Matthew Tyas  (France)

Tribute to Mellotron  (2006,  34.01)  ***

Matthew Tyas? No idea, squire. What I can tell you is that Tribute to Mellotron [sic] is precisely that, an album seemingly recorded using nothing but Mellotron sounds, presumably (given its release date) from the M-Tron. Rhythmically, this is all a bit hard to take, frankly, Folkloric Stuff and Shame On Shame's cha-cha-cha being particularly nasty, the end result sounding like a warped version of something that might've exuded from a sleazy nightclub in 1962. Tyas' MO is to construct a backing track using the rhythm 'tapes', then solo over it using the 'lead' sounds, as you would've done on an actual MkII at the time, more notable parts including the vibes and strings all over Early Night, mandolins and sax on Easy Way Out and flutes and church bell FX on Goths Day Out (OK, the guy's got a sense of humour), while Spotty's Drink ends with the legendary Bill Fransen "Yeah!" and the clunky Mellotron piano turns up on The Man who Walks.

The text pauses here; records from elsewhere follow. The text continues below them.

use serde::{Deserialize, Serialize};

use crate::validation::{ConfigValidator, ValidationUtils};

#[derive(Debug, Clone, Copy, Serialize, Deserialize, PartialEq, Default)]
#[serde(rename_all = "lowercase")]
pub enum LogLevel {
    Trace,
    Debug,
    #[default]
    Info,
    Warn,
    Error,
}

impl std::str::FromStr for LogLevel {
    type Err = String;

    fn from_str(s: &str) -> Result<Self, Self::Err> {
        match s.to_lowercase().as_str() {
            "trace" => Ok(LogLevel::Trace),
            "debug" => Ok(LogLevel::Debug),
            "info" => Ok(LogLevel::Info),
            "warn" => Ok(LogLevel::Warn),
            "error" => Ok(LogLevel::Error),
            _ => Err(format!(
                "Invalid log level: {s}. Valid levels: trace, debug, info, warn, error"
            )),
        }
    }
}

impl std::fmt::Display for LogLevel {
    fn fmt(&self, f: &mut std::fmt::Formatter<'_>) -> std::fmt::Result {
        match self {
            LogLevel::Trace => write!(f, "trace"),
            LogLevel::Debug => write!(f, "debug"),
            LogLevel::Info => write!(f, "info"),
            LogLevel::Warn => write!(f, "warn"),
            LogLevel::Error => write!(f, "error"),
        }
    }
}

#[derive(Debug, Clone, Copy, Serialize, Deserialize, PartialEq, Default)]
#[serde(rename_all = "lowercase")]
pub enum LogFormat {
    Json,
    #[default]
    Pretty,
    Compact,
}

impl std::str::FromStr for LogFormat {
    type Err = String;

    fn from_str(s: &str) -> Result<Self, Self::Err> {
        match s.to_lowercase().as_str() {
            "json" => Ok(LogFormat::Json),
            "pretty" => Ok(LogFormat::Pretty),
            "compact" => Ok(LogFormat::Compact),
            _ => Err(format!(
                "Invalid log format: {s}. Valid formats: json, pretty, compact"
            )),
        }
    }
}

#[derive(Debug, Clone, Serialize, Deserialize, PartialEq)]
#[serde(default)]
pub struct ObservabilityConfig {
    pub log_level: LogLevel,
    pub log_format: LogFormat,
    pub include_location: bool,
    pub metrics_enabled: bool,
    /// Prometheus scrape listener, used when metrics are enabled.
    pub metrics_listen: String,
}

impl Default for ObservabilityConfig {
    fn default() -> Self {
        Self {
            log_level: LogLevel::Info,
            log_format: LogFormat::Pretty,
            include_location: false,
            metrics_enabled: false,
            metrics_listen: "0.0.0.0:9090".to_string(),
        }
    }
}

impl ConfigValidator for ObservabilityConfig {
    fn validate(&self) -> crate::ConfigResult<()> {
        if self.metrics_enabled {
            ValidationUtils::validate_not_empty(
                &self.metrics_listen,
                "observability.metrics_listen",
            )?;
            self.metrics_listen
                .parse::<std::net::SocketAddr>()
                .map_err(|e| {
                    crate::ConfigError::Validation(format!(
                        "observability.metrics_listen is not a socket address: {e}"
                    ))
                })?;
        }
        Ok(())
    }
}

Do you need to hear this? Obsessives only, I'd say.

Judie Tzuke  (UK)

Under the Angels...  (1996,  46.39)  ***

I've always had a bit of a soft (rock) spot for Judie Tzuke; she had quite a way with a tune on her first several albums and her first live release, Road Noise, is well worth hearing. I have to admit, however, that I'd lost interest some years before her tenth studio release, 1996's Under the Angels... Hearing it over fifteen years on and a rather scary thirty since I first saw her live, I can say that it's a very pleasant, inoffensive album of, well, soft rock, I suppose, similar to her early work, although without its obvious highs. Better tracks include typically Tzukian opener Two Mountains, the title track, which could easily be an outtake from one of her early releases, Without Love and mini-epic Joan Of Arc, although the record as a whole bears a distinct air of treading water. Someone plays a murky Mellotron string sample solo on the title track, but it's hardly anything to write home about. Those who, like me, lost faith in Judie over the years will, in Under the Angels, find an album that's probably best described as 'another Judie Tzuke record'; you know what you're going to get, up to you whether you want it.